Reproduce only the top of the records, down to and including the line containing "365) as u32)?)?;".
--------------------
//! Certificate generation/storage and verification-key derivation.
//!
//! Certificates are RSA 2048, self-signed, `O=KDE`, `OU=Kde connect`,
//! CN = device id, with a configurable validity period. This module also
//! exposes the raw SubjectPublicKeyInfo bytes needed to derive the
//! human-verifiable pairing string.

use crate::error::Result;
use openssl::asn1::Asn1Time;
use openssl::bn::{BigNum, MsbOption};
use openssl::hash::MessageDigest;
use openssl::pkey::PKey;
use openssl::rsa::Rsa;
use openssl::x509::extension::{BasicConstraints, KeyUsage};
use openssl::x509::{X509, X509Name};
use sha2::{Digest, Sha256};
use std::fs;
use std::path::Path;

const CERT_ORG: &str = "KDE";
const CERT_ORG_UNIT: &str = "Kde connect";

/// A device's self-signed identity certificate and private key.
#[derive(Debug, Clone)]
pub struct CertificateInfo {
    pub device_id: String,
    /// DER-encoded certificate.
    pub certificate: Vec<u8>,
    /// DER-encoded private key.
    pub private_key: Vec<u8>,
    /// Colon-separated uppercase-hex SHA-256 fingerprint.
    pub fingerprint: String,
}

impl CertificateInfo {
    /// Generate a new self-signed certificate with `device_id` as the
    /// subject common name.
    pub fn generate(device_id: impl Into<String>, validity_years: i64) -> Result<Self> {
        let device_id = device_id.into();

        let rsa = Rsa::generate(2048)?;
        let pkey = PKey::from_rsa(rsa)?;

        let mut builder = X509::builder()?;
        builder.set_version(2)?;

        let mut serial = BigNum::new()?;
        serial.rand(159, MsbOption::MAYBE_ZERO, false)?;
        builder.set_serial_number(&serial.to_asn1_integer()?)?;

        let mut name = X509Name::builder()?;
        name.append_entry_by_text("O", CERT_ORG)?;
        name.append_entry_by_text("OU", CERT_ORG_UNIT)?;
        name.append_entry_by_text("CN", &device_id)?;
        let name = name.build();
        builder.set_subject_name(&name)?;
        builder.set_issuer_name(&name)?;

        builder.set_not_before(&Asn1Time::days_from_now(0)?)?;
        builder.set_not_after(&Asn1Time::days_from_now((validity_years * 365) as u32)?)?;
        builder.set_pubkey(&pkey)?;

        builder.append_extension(BasicConstraints::new().build()?)?;
        builder.append_extension(
            KeyUsage::new()
                .digital_signature()
                .key_encipherment()
                .key_agreement()
                .build()?,
        )?;

        builder.sign(&pkey, MessageDigest::sha256())?;
        let cert = builder.build();

        let certificate = cert.to_der()?;
        let private_key = pkey.private_key_to_der()?;
        let fingerprint = Self::calculate_fingerprint(&certificate);

        Ok(Self {
            device_id,
            certificate,
            private_key,
            fingerprint,
        })
    }

    /// Colon-separated uppercase hex SHA-256 of the DER certificate.
    pub fn calculate_fingerprint(cert_der: &[u8]) -> String {
        let mut hasher = Sha256::new();
        hasher.update(cert_der);
        hasher
            .finalize()
            .iter()
            .map(|b| format!("{:02X}", b))
            .collect::<Vec<_>>()
            .join(":")
    }

    /// The certificate's SubjectPublicKeyInfo, DER-encoded — the bytes used
    /// directly by the verification key derivation.
    pub fn subject_public_key_info(&self) -> Result<Vec<u8>> {
        let cert = X509::from_der(&self.certificate)?;
        Ok(cert.public_key()?.public_key_to_der()?)
    }

    pub fn save_to_files(&self, cert_path: impl AsRef<Path>, key_path: impl AsRef<Path>) -> Result<()> {
        let cert_path = cert_path.as_ref();
        let key_path = key_path.as_ref();
        if let Some(parent) = cert_path.parent() {
            fs::create_dir_all(parent)?;
        }

        let cert = X509::from_der(&self.certificate)?;
        fs::write(cert_path, cert.to_pem()?)?;

        let pkey = PKey::private_key_from_der(&self.private_key)?;
        fs::write(key_path, pkey.private_key_to_pem_pkcs8()?)?;
        Ok(())
    }

    pub fn load_from_files(cert_path: impl AsRef<Path>, key_path: impl AsRef<Path>) -> Result<Self> {
        let cert_pem = fs::read(cert_path.as_ref())?;
        let cert = X509::from_pem(&cert_pem)?;
        let certificate = cert.to_der()?;

        let key_pem = fs::read(key_path.as_ref())?;
        let pkey = PKey::private_key_from_pem(&key_pem)?;
        let private_key = pkey.private_key_to_der()?;

        let device_id = Self::extract_device_id(&cert)?;
        let fingerprint = Self::calculate_fingerprint(&certificate);

        Ok(Self {
            device_id,
            certificate,
            private_key,
            fingerprint,
        })
    }

    /// Load from a DER-encoded peer certificate received over the wire
    /// (no private key, since we never hold the peer's).
    pub fn from_peer_der(cert_der: &[u8]) -> Result<(String, String)> {
        let cert = X509::from_der(cert_der)?;
        let device_id = Self::extract_device_id(&cert)?;
        let fingerprint = Self::calculate_fingerprint(cert_der);
        Ok((device_id, fingerprint))
    }

    fn extract_device_id(cert: &X509) -> Result<String> {
        for entry in cert.subject_name().entries() {
            if entry.object().nid() == openssl::nid::Nid::COMMONNAME {
                return Ok(entry.data().as_utf8()?.to_string());
            }
        }
        Err(crate::error::ProtocolError::InvalidField(
            "certificate has no common name".to_string(),
        ))
    }
}

/// Convert a DER-encoded certificate to PEM, for writing the peer
/// certificate file that marks a device as paired.
pub fn der_to_pem(der: &[u8]) -> Result<Vec<u8>> {
    Ok(X509::from_der(der)?.to_pem()?)
}

/// The inverse of [`der_to_pem`], used when loading a previously persisted
/// peer certificate back off disk.
pub fn pem_to_der(pem: &[u8]) -> Result<Vec<u8>> {
    Ok(X509::from_pem(pem)?.to_der()?)
}

/// Derive the 8-hex-digit verification key from two SubjectPublicKeyInfo
/// byte strings and, for protocol v8, the pairing timestamp.
///
/// Symmetric by construction: callers on either side of the handshake pass
/// their own key as `a` and the peer's as `b` (or vice versa) and get the
/// same result, since the two are sorted before concatenation.
pub fn derive_verification_key(a: &[u8], b: &[u8], pairing_timestamp_v8: Option<i64>) -> String {
    let (first, second) = if a >= b { (a, b) } else { (b, a) };

    let mut hasher = Sha256::new();
    hasher.update(first);
    hasher.update(second);
    if let Some(ts) = pairing_timestamp_v8 {
        hasher.update(ts.to_string().as_bytes());
    }
    let digest = hasher.finalize();
    hex::encode(&digest[..4]).to_uppercase()
}

#[cfg(test)]
mod tests {
    use super::*;
    use tempfile::TempDir;

    #[test]
    fn generate_produces_usable_certificate() {
        let cert = CertificateInfo::generate("test-device-id-0000000000000000", 10).unwrap();
        assert!(!cert.certificate.is_empty());
        assert!(!cert.private_key.is_empty());
        assert_eq!(cert.fingerprint.split(':').count(), 32);
    }

    #[test]
    fn save_and_load_round_trips() {
        let dir = TempDir::new().unwrap();
        let cert_path = dir.path().join("cert.pem");
        let key_path = dir.path().join("key.pem");

        let original = CertificateInfo::generate("roundtrip-device-0000000000000", 10).unwrap();
        original.save_to_files(&cert_path, &key_path).unwrap();

        let loaded = CertificateInfo::load_from_files(&cert_path, &key_path).unwrap();
        assert_eq!(original.fingerprint, loaded.fingerprint);
        assert_eq!(original.device_id, loaded.device_id);
    }

    #[test]
    fn verification_key_is_order_independent() {
        let a = CertificateInfo::generate("device-a-000000000000000000000", 10).unwrap();
        let b = CertificateInfo::generate("device-b-000000000000000000000", 10).unwrap();
        let spki_a = a.subject_public_key_info().unwrap();
        let spki_b = b.subject_public_key_info().unwrap();

        let k1 = derive_verification_key(&spki_a, &spki_b, Some(1000));
        let k2 = derive_verification_key(&spki_b, &spki_a, Some(1000));
        assert_eq!(k1, k2);
        assert_eq!(k1.len(), 8);
        assert!(k1.chars().all(|c| c.is_ascii_hexdigit() && (c.is_ascii_digit() || c.is_uppercase())));
    }

    #[test]
    fn verification_key_changes_with_timestamp() {
        let a = CertificateInfo::generate("device-c-000000000000000000000", 10).unwrap();
        let b = CertificateInfo::generate("device-d-000000000000000000000", 10).unwrap();
        let spki_a = a.subject_public_key_info().unwrap();
        let spki_b = b.subject_public_key_info().unwrap();

        let k1 = derive_verification_key(&spki_a, &spki_b, Some(1000));
        let k2 = derive_verification_key(&spki_a, &spki_b, Some(2000));
        assert_ne!(k1, k2);
    }
}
--------------------
◆ ANSWER SPACE:
//! Certificate generation/storage and verification-key derivation.
//!
//! Certificates are RSA 2048, self-signed, `O=KDE`, `OU=Kde connect`,
//! CN = device id, with a configurable validity period. This module also
//! exposes the raw SubjectPublicKeyInfo bytes needed to derive the
//! human-verifiable pairing string.

use crate::error::Result;
use openssl::asn1::Asn1Time;
use openssl::bn::{BigNum, MsbOption};
use openssl::hash::MessageDigest;
use openssl::pkey::PKey;
use openssl::rsa::Rsa;
use openssl::x509::extension::{BasicConstraints, KeyUsage};
use openssl::x509::{X509, X509Name};
use sha2::{Digest, Sha256};
use std::fs;
use std::path::Path;

const CERT_ORG: &str = "KDE";
const CERT_ORG_UNIT: &str = "Kde connect";

/// A device's self-signed identity certificate and private key.
#[derive(Debug, Clone)]
pub struct CertificateInfo {
    pub device_id: String,
    /// DER-encoded certificate.
    pub certificate: Vec<u8>,
    /// DER-encoded private key.
    pub private_key: Vec<u8>,
    /// Colon-separated uppercase-hex SHA-256 fingerprint.
    pub fingerprint: String,
}

impl CertificateInfo {
    /// Generate a new self-signed certificate with `device_id` as the
    /// subject common name.
    pub fn generate(device_id: impl Into<String>, validity_years: i64) -> Result<Self> {
        let device_id = device_id.into();

        let rsa = Rsa::generate(2048)?;
        let pkey = PKey::from_rsa(rsa)?;

        let mut builder = X509::builder()?;
        builder.set_version(2)?;

        let mut serial = BigNum::new()?;
        serial.rand(159, MsbOption::MAYBE_ZERO, false)?;
        builder.set_serial_number(&serial.to_asn1_integer()?)?;

        let mut name = X509Name::builder()?;
        name.append_entry_by_text("O", CERT_ORG)?;
        name.append_entry_by_text("OU", CERT_ORG_UNIT)?;
        name.append_entry_by_text("CN", &device_id)?;
        let name = name.build();
        builder.set_subject_name(&name)?;
        builder.set_issuer_name(&name)?;

        builder.set_not_before(&Asn1Time::days_from_now(0)?)?;
        builder.set_not_after(&Asn1Time::days_from_now((validity_years * 365) as u32)?)?;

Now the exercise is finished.